The newest piece on the album, "Still Life Crumbles," was written in 2012 by Tonia Ko, who is currently a doctoral candidate at Cornell. "It's an interesting pairing of violin and harpsichord in the 21st century," said Kim, who performed the work and the other sonatas on the album with pianist Ieva Jokubaviciute. "We think of that pairing in the 17th or 18th century, but she brings it into the 21st century with a 21st century language and a post-tonal style of writing."

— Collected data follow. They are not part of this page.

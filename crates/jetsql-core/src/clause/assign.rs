use crate::dialect::Feature;
use crate::error::{BuildError, Result};
use crate::expr::kind::Kind;
use crate::expr::{ColumnRef, Expr, Expression};
use crate::render::{SqlBuilder, WriteSql};
use crate::table::Column;

/// `col = value` or `(c1, c2) = (v1, v2)` in a SET list.
#[derive(Debug, Clone)]
pub struct Assignment {
    columns: Vec<ColumnRef>,
    values: Vec<Expression>,
}

impl Assignment {
    /// Pairs `columns` with `values`. A count mismatch fails at render time.
    #[must_use]
    pub const fn new(columns: Vec<ColumnRef>, values: Vec<Expression>) -> Self {
        Self { columns, values }
    }

    #[must_use]
    pub fn columns(&self) -> &[ColumnRef] {
        &self.columns
    }

    #[must_use]
    pub fn values(&self) -> &[Expression] {
        &self.values
    }
}

fn write_target(b: &mut SqlBuilder<'_>, column: &ColumnRef) -> Result<()> {
    b.with_short_names(|b| column.write_sql(b))
}

fn write_single(b: &mut SqlBuilder<'_>, column: &ColumnRef, value: &Expression) -> Result<()> {
    write_target(b, column)?;
    b.write_str(" = ");
    value.write_sql(b)
}

impl WriteSql for Assignment {
    fn write_sql(&self, b: &mut SqlBuilder<'_>) -> Result<()> {
        match (self.columns.as_slice(), self.values.as_slice()) {
            ([], _) => Err(BuildError::nil_operand("SET without columns")),
            ([column], [value]) => write_single(b, column, value),
            (columns, [sub @ Expression::Subquery(_)]) if columns.len() > 1 => {
                b.dialect().require(Feature::RowAssignment)?;
                b.write_char('(');
                b.write_list(columns, ", ", write_target)?;
                b.write_str(") = ");
                sub.write_sql(b)
            }
            (columns, values) if columns.len() != values.len() => Err(BuildError::shape(format!(
                "SET lists {} columns but {} values",
                columns.len(),
                values.len()
            ))),
            (columns, values) if b.dialect().supports(Feature::RowAssignment) => {
                b.write_char('(');
                b.write_list(columns, ", ", write_target)?;
                b.write_str(") = (");
                b.write_list(values, ", ", |b, value| value.write_sql(b))?;
                b.write_char(')');
                Ok(())
            }
            (columns, values) => {
                for (i, (column, value)) in columns.iter().zip(values).enumerate() {
                    if i > 0 {
                        b.write_str(", ");
                    }
                    write_single(b, column, value)?;
                }
                Ok(())
            }
        }
    }
}

/// Values accepted where explicit assignments are expected.
pub trait IntoAssignments {
    fn into_assignments(self) -> Vec<Assignment>;
}

impl IntoAssignments for Assignment {
    fn into_assignments(self) -> Vec<Assignment> {
        vec![self]
    }
}

impl IntoAssignments for Vec<Assignment> {
    fn into_assignments(self) -> Vec<Assignment> {
        self
    }
}

macro_rules! impl_into_assignments_tuple {
    ($($t:ident),+) => {
        impl<$($t: IntoAssignments),+> IntoAssignments for ($($t,)+) {
            #[allow(non_snake_case)]
            fn into_assignments(self) -> Vec<Assignment> {
                let ($($t,)+) = self;
                let mut out = Vec::new();
                $(out.extend($t.into_assignments());)+
                out
            }
        }
    };
}

impl_into_assignments_tuple!(A);
impl_into_assignments_tuple!(A, B);
impl_into_assignments_tuple!(A, B, C);
impl_into_assignments_tuple!(A, B, C, D);
impl_into_assignments_tuple!(A, B, C, D, E);
impl_into_assignments_tuple!(A, B, C, D, E, F);
impl_into_assignments_tuple!(A, B, C, D, E, F, G);
impl_into_assignments_tuple!(A, B, C, D, E, F, G, H);

/// A list of expressions: a VALUES row, the right side of SET, a GROUP BY
/// list.
pub trait IntoValues {
    fn into_values(self) -> Vec<Expression>;
}

impl IntoValues for Vec<Expression> {
    fn into_values(self) -> Vec<Expression> {
        self
    }
}

impl<K: Kind> IntoValues for Expr<K> {
    fn into_values(self) -> Vec<Expression> {
        vec![self.into_expression()]
    }
}

impl<K: Kind> IntoValues for &Expr<K> {
    fn into_values(self) -> Vec<Expression> {
        vec![self.into()]
    }
}

impl<K: Kind> IntoValues for Column<K> {
    fn into_values(self) -> Vec<Expression> {
        vec![self.into()]
    }
}

impl<K: Kind> IntoValues for &Column<K> {
    fn into_values(self) -> Vec<Expression> {
        vec![self.into()]
    }
}

macro_rules! impl_into_values_tuple {
    ($($t:ident),+) => {
        impl<$($t: Into<Expression>),+> IntoValues for ($($t,)+) {
            #[allow(non_snake_case)]
            fn into_values(self) -> Vec<Expression> {
                let ($($t,)+) = self;
                vec![$($t.into()),+]
            }
        }
    };
}

impl_into_values_tuple!(A);
impl_into_values_tuple!(A, B);
impl_into_values_tuple!(A, B, C);
impl_into_values_tuple!(A, B, C, D);
impl_into_values_tuple!(A, B, C, D, E);
impl_into_values_tuple!(A, B, C, D, E, F);
impl_into_values_tuple!(A, B, C, D, E, F, G);
impl_into_values_tuple!(A, B, C, D, E, F, G, H);
impl_into_values_tuple!(A, B, C, D, E, F, G, H, I);
impl_into_values_tuple!(A, B, C, D, E, F, G, H, I, J);
impl_into_values_tuple!(A, B, C, D, E, F, G, H, I, J, L);
impl_into_values_tuple!(A, B, C, D, E, F, G, H, I, J, L, M);

#[cfg(test)]
mod tests {
    use super::*;
    use crate::dialect::{Dialect, MySqlDialect, PostgresDialect};
    use crate::expr::ExprKind;
    use crate::FaultKind;

    fn cols() -> Vec<ColumnRef> {
        vec![
            ColumnRef::new("users", "name", ExprKind::String),
            ColumnRef::new("users", "age", ExprKind::Integer),
        ]
    }

    fn render(a: &Assignment, dialect: &dyn Dialect) -> Result<String> {
        let mut b = SqlBuilder::new(dialect);
        a.write_sql(&mut b)?;
        Ok(b.finish().0)
    }

    #[test]
    fn test_row_assignment() {
        let a = Assignment::new(cols(), ("bob", 30).into_values());
        assert_eq!(
            render(&a, &PostgresDialect::new()).unwrap(),
            "(name, age) = ($1, $2)"
        );
    }

    #[test]
    fn test_mysql_expands_row_assignment() {
        let a = Assignment::new(cols(), ("bob", 30).into_values());
        assert_eq!(
            render(&a, &MySqlDialect::new()).unwrap(),
            "name = ?, age = ?"
        );
    }

    #[test]
    fn test_count_mismatch() {
        let a = Assignment::new(cols(), ("bob",).into_values());
        let err = render(&a, &PostgresDialect::new()).unwrap_err();
        assert_eq!(err.kind(), FaultKind::ShapeMismatch);
    }
}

She also includes Ellen Taaffe Zwilich's 1973-74 "Sonata in Three Movements" for violin and piano, as well as several bluegrass-inspired pieces, including "The Moon in the Sand," composed in 2007 by Jennifer Curtis, who plays mandolin with Kim for the piece. Curtis and Kim discovered their mutual interest in bluegrass by chance, while they were graduate students together at Juilliard.

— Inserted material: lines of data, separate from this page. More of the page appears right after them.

use super::select::write_limit_offset;
use crate::clause::{self, IntoOrderBy, IntoProjections, OrderByItem, Projection};
use crate::dialect::Feature;
use crate::error::{BuildError, Result};
use crate::expr::{BoolExpr, Expression};
use crate::render::{SqlBuilder, WriteSql};
use crate::table::{FromItem, ReadableTable, Table};

/// A DELETE statement. Rendering fails without a WHERE clause.
#[derive(Debug, Clone)]
#[must_use]
pub struct DeleteStatement {
    table: Table,
    using: Option<FromItem>,
    where_clause: Option<Expression>,
    order_by: Vec<OrderByItem>,
    limit: Option<i64>,
    returning: Vec<Projection>,
}

impl DeleteStatement {
    pub const fn new(table: Table) -> Self {
        Self {
            table,
            using: None,
            where_clause: None,
            order_by: Vec::new(),
            limit: None,
            returning: Vec::new(),
        }
    }

    /// `USING other`; PostgreSQL only.
    pub fn using(mut self, source: &impl ReadableTable) -> Self {
        self.using = Some(source.from_item());
        self
    }

    pub fn where_clause(mut self, predicate: impl Into<BoolExpr>) -> Self {
        self.where_clause = Some(predicate.into().into_expression());
        self
    }

    /// MySQL only.
    pub fn order_by(mut self, items: impl IntoOrderBy) -> Self {
        self.order_by = items.into_order_by();
        self
    }

    /// MySQL only.
    pub const fn limit(mut self, limit: i64) -> Self {
        self.limit = Some(limit);
        self
    }

    pub fn returning(mut self, projections: impl IntoProjections) -> Self {
        self.returning = projections.into_projections();
        self
    }

    pub(crate) fn returning_list(&self) -> &[Projection] {
        &self.returning
    }
}

impl WriteSql for DeleteStatement {
    fn write_sql(&self, b: &mut SqlBuilder<'_>) -> Result<()> {
        let Some(predicate) = &self.where_clause else {
            return Err(BuildError::MissingClause {
                statement: "DELETE",
                clause: "WHERE",
            });
        };
        b.write_str("DELETE FROM ");
        self.table.write_sql(b)?;
        if let Some(using) = &self.using {
            b.dialect().require(Feature::DeleteUsing)?;
            b.new_line();
            b.write_str("USING ");
            using.write_sql(b)?;
        }
        clause::write_optional_clause(b, "WHERE", Some(predicate))?;
        if !self.order_by.is_empty() || self.limit.is_some() {
            b.dialect().require(Feature::DeleteOrderLimit)?;
        }
        clause::write_list_clause(b, "ORDER BY", &self.order_by)?;
        write_limit_offset(b, self.limit, None);
        clause::write_returning(b, &self.returning)
    }
}

impl super::Statement for DeleteStatement {}

#[cfg(test)]
mod tests {
    use super::*;
    use crate::dialect::{MySqlDialect, PostgresDialect, SqliteDialect};
    use crate::expr::kind::Integer;
    use crate::expr::ExprKind;
    use crate::statement::Statement;
    use crate::table::{Column, TableSource};
    use crate::FaultKind;

    fn items() -> Table {
        Table::new(None, "items", &[("id", ExprKind::Integer)])
    }

    fn id() -> Column<Integer> {
        Column::new("items", "id")
    }

    #[test]
    fn test_missing_where() {
        let err = items().delete().sql(&MySqlDialect::new()).unwrap_err();
        assert_eq!(
            err,
            BuildError::MissingClause {
                statement: "DELETE",
                clause: "WHERE"
            }
        );
    }

    #[test]
    fn test_returning() {
        let stmt = items().delete().where_clause(id().lt(5)).returning(&id());
        assert_eq!(
            stmt.sql(&SqliteDialect::new()).unwrap().0,
            "DELETE FROM items\nWHERE (items.id < ?)\nRETURNING items.id AS \"items.id\";"
        );
    }

    #[test]
    fn test_order_limit_is_mysql_only() {
        let stmt = items()
            .delete()
            .where_clause(id().gt(0))
            .order_by(id().desc())
            .limit(10);
        assert_eq!(
            stmt.sql(&MySqlDialect::new()).unwrap().0,
            "DELETE FROM items\nWHERE (items.id > ?)\nORDER BY items.id DESC\nLIMIT ?;"
        );
        assert_eq!(
            stmt.sql(&PostgresDialect::new()).unwrap_err().kind(),
            FaultKind::Unsupported
        );
    }

    #[test]
    fn test_using() {
        let other = Table::new(None, "stale", &[("id", ExprKind::Integer)]);
        let stale: Column<Integer> = Column::new("stale", "id");
        let stmt = items().delete().using(&other).where_clause(id().eq(&stale));
        assert_eq!(
            stmt.sql(&PostgresDialect::new()).unwrap().0,
            "DELETE FROM items\nUSING stale\nWHERE (items.id = stale.id);"
        );
    }
}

"Jen and I are classically trained, but we both grew up going to bluegrass fiddle camp," Kim said. While Kim's father was teaching at Gunther Schuller's Festival at Sandpoint, her mother, in an attempt to keep three children busy in northern Idaho, enrolled them in a fiddle camp called the Fiddler's Hatchery. "It was a great place," Kim said. "It wasn't just fiddling, we had experience with blue grass tunes, line dancing, contradancing, calling, string trick class, juggling, basket weaving and jazz improv -- it was an American folk camp, essentially. I hold that very dear." Likewise, "Jen grew up in Appalachia; she has memories of jamming with her family and friends on her front porch in North Carolina," Kim said. As a bonus piece on the album, the two of them made a two-fiddle arrangement of "Wheel Hoss," a Bill Monroe tune.

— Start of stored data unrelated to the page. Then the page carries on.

use std::marker::PhantomData;

use super::kind::Kind;
use super::typed::Expr;
use super::{ExprKind, Expression};
use crate::error::{BuildError, Result};
use crate::render::{SqlBuilder, WriteSql};

/// `CASE [operand] WHEN .. THEN .. [ELSE ..] END`
#[derive(Debug, Clone)]
pub struct CaseExpr {
    operand: Option<Box<Expression>>,
    whens: Vec<(Expression, Expression)>,
    otherwise: Option<Box<Expression>>,
    kind: ExprKind,
}

impl CaseExpr {
    #[must_use]
    pub const fn kind(&self) -> ExprKind {
        self.kind
    }
}

impl WriteSql for CaseExpr {
    fn write_sql(&self, b: &mut SqlBuilder<'_>) -> Result<()> {
        if self.whens.is_empty() {
            return Err(BuildError::nil_operand("CASE without WHEN"));
        }
        b.write_str("(CASE");
        if let Some(operand) = &self.operand {
            b.write_char(' ');
            operand.write_sql(b)?;
        }
        for (condition, result) in &self.whens {
            b.write_str(" WHEN ");
            condition.write_sql(b)?;
            b.write_str(" THEN ");
            result.write_sql(b)?;
        }
        if let Some(otherwise) = &self.otherwise {
            b.write_str(" ELSE ");
            otherwise.write_sql(b)?;
        }
        b.write_str(" END)");
        Ok(())
    }
}

/// Typed CASE builder producing an `Expr<K>`.
#[derive(Debug, Clone)]
#[must_use]
pub struct Case<K> {
    node: CaseExpr,
    _kind: PhantomData<K>,
}

/// Searched CASE: each WHEN is a boolean condition.
pub fn case<K: Kind>() -> Case<K> {
    Case {
        node: CaseExpr {
            operand: None,
            whens: Vec::new(),
            otherwise: None,
            kind: K::KIND,
        },
        _kind: PhantomData,
    }
}

/// Simple CASE: each WHEN is compared with `operand`.
pub fn case_of<K: Kind>(operand: impl Into<Expression>) -> Case<K> {
    let mut builder = case();
    builder.node.operand = Some(Box::new(operand.into()));
    builder
}

impl<K: Kind> Case<K> {
    pub fn when(mut self, condition: impl Into<Expression>, then: impl Into<Expr<K>>) -> Self {
        self.node
            .whens
            .push((condition.into(), then.into().into_expression()));
        self
    }

    pub fn otherwise(mut self, value: impl Into<Expr<K>>) -> Self {
        self.node.otherwise = Some(Box::new(value.into().into_expression()));
        self
    }

    /// Finishes the builder.
    pub fn end(self) -> Expr<K> {
        Expr::from_expression(Expression::Case(self.node))
    }
}

#[cfg(test)]
mod tests {
    use super::*;
    use crate::dialect::PostgresDialect;
    use crate::expr::kind::Text;
    use crate::expr::{int, lit};
    use crate::FaultKind;

    fn render(e: impl Into<Expression>) -> Result<String> {
        let dialect = PostgresDialect::new();
        let mut b = SqlBuilder::new(&dialect);
        e.into().write_sql(&mut b)?;
        Ok(b.finish().0)
    }

    #[test]
    fn test_searched_case() {
        let e = case::<Text>()
            .when(int(1).gt(0), "positive")
            .otherwise("other")
            .end();
        assert_eq!(
            render(e).unwrap(),
            "(CASE WHEN ($1 > $2) THEN $3 ELSE $4 END)"
        );
    }

    #[test]
    fn test_simple_case() {
        let e = case_of::<Text>(int(1)).when(int(1), lit("one")).end();
        assert_eq!(render(e).unwrap(), "(CASE $1 WHEN $2 THEN $3 END)");
    }

    #[test]
    fn test_case_without_when() {
        let err = render(case::<Text>().otherwise("x").end()).unwrap_err();
        assert_eq!(err.kind(), FaultKind::NilOperand);
    }
}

Kim borrowed the album's title from a poem by Emily Dickinson called, A Route of Evanescence. "Emily Dickinson is another fantastic American woman, and the concept of those two words 'route' and 'evanescence' really spoke to me," Kim said. "In the idea of a route: a composer or musician finding their own path, finding their route, their language, whether it be in composition or whether it be as a performer. And then the idea of evanescence: music exists only in that one experience, at a live performance. The flip side of that is when you're under a microphone, that evanescent experience is then captured on tape."